Work to complete
Give back only the lines in the records below from the one with "Returns the configuration." to the one with "entity type is unknown.", both inclusive, word for word.

(Stored data entries)

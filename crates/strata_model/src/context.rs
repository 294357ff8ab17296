//! The collaborators an entity works with.

use std::fmt;
use std::sync::Arc;

use strata_foundation::{EntityId, Result};
use strata_storage::{SchemaRegistry, Store};

use crate::access::{AccessGuard, SecurityContext};
use crate::codec::CodecRegistry;
use crate::config::ModelConfig;
use crate::entity::{Entity, EntityHandle};

/// Registries, store, access guard and caller identity for one session.
///
/// Cloning is cheap; every collaborator is shared.
#[derive(Clone)]
pub struct ModelContext {
    schemas: Arc<SchemaRegistry>,
    codecs: Arc<CodecRegistry>,
    store: Arc<dyn Store>,
    guard: Arc<AccessGuard>,
    security: SecurityContext,
    config: ModelConfig,
}

impl ModelContext {
    /// Creates a context with built-in codecs, full access and default
    /// configuration.
    #[must_use]
    pub fn new(schemas: Arc<SchemaRegistry>, store: Arc<dyn Store>) -> Self {
        Self {
            schemas,
            codecs: Arc::new(CodecRegistry::with_builtins()),
            store,
            guard: Arc::new(AccessGuard::allow_all()),
            security: SecurityContext::anonymous(),
            config: ModelConfig::default(),
        }
    }

    /// Builder method to set the codec registry.
    #[must_use]
    pub fn with_codecs(mut self, codecs: Arc<CodecRegistry>) -> Self {
        self.codecs = codecs;
        self
    }

    /// Builder method to set the access guard.
    #[must_use]
    pub fn with_guard(mut self, guard: Arc<AccessGuard>) -> Self {
        self.guard = guard;
        self
    }

    /// Builder method to set the caller identity.
    #[must_use]
    pub fn with_security(mut self, security: SecurityContext) -> Self {
        self.security = security;
        self
    }

    /// Builder method to set the configuration.
    #[must_use]
    pub fn with_config(mut self, config: ModelConfig) -> Self {
        self.config = config;
        self
    }

    /// Returns the schema registry.
    #[must_use]
    pub fn schemas(&self) -> &SchemaRegistry {
        &self.schemas
    }

    /// Returns the codec registry.
    #[must_use]
    pub fn codecs(&self) -> &CodecRegistry {
        &self.codecs
    }

    /// Returns the store.
    #[must_use]
    pub fn store(&self) -> &dyn Store {
        self.store.as_ref()
    }

    /// Returns the access guard.
    #[must_use]
    pub fn guard(&self) -> &AccessGuard {
        &self.guard
    }

    /// Returns the caller identity.
    #[must_use]
    pub fn security(&self) -> &SecurityContext {
        &self.security
    }

    /// Returns the configuration.
    #[must_use]
    pub fn config(&self) -> &ModelConfig {
        &self.config
    }

    /// Creates a new, unsaved entity and wraps it in a handle.
    ///
    /// # Errors
    ///
    /// Returns an error if the entity type is unknown.
    pub fn create(&self, entity_type: &str) -> Result<EntityHandle> {
        Ok(Entity::create(self, entity_type)?.into_handle())
    }

    /// Loads a persisted entity and wraps it in a handle.
    ///
    /// # Errors
    ///
    /// Returns an error if the entity does not exist or its type is unknown.
    pub fn load(&self, id: EntityId) -> Result<EntityHandle> {
        Ok(Entity::load(self, id)?.into_handle())
    }
}

impl fmt::Debug for ModelContext {
    fn fmt(&self, f: &mut fmt::Formatter<'_>) -> fmt::Result {
        f.debug_struct("ModelContext")
            .field("schemas", &self.schemas)
            .field("codecs", &self.codecs)
            .field("guard", &self.guard)
            .field("security", &self.security)
            .field("config", &self.config)
            .finish_non_exhaustive()
    }
}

Output
    /// Returns the configuration.
    #[must_use]
    pub fn config(&self) -> &ModelConfig {
        &self.config
    }

    /// Creates a new, unsaved entity and wraps it in a handle.
    ///
    /// # Errors
    ///
    /// Returns an error if the entity type is unknown.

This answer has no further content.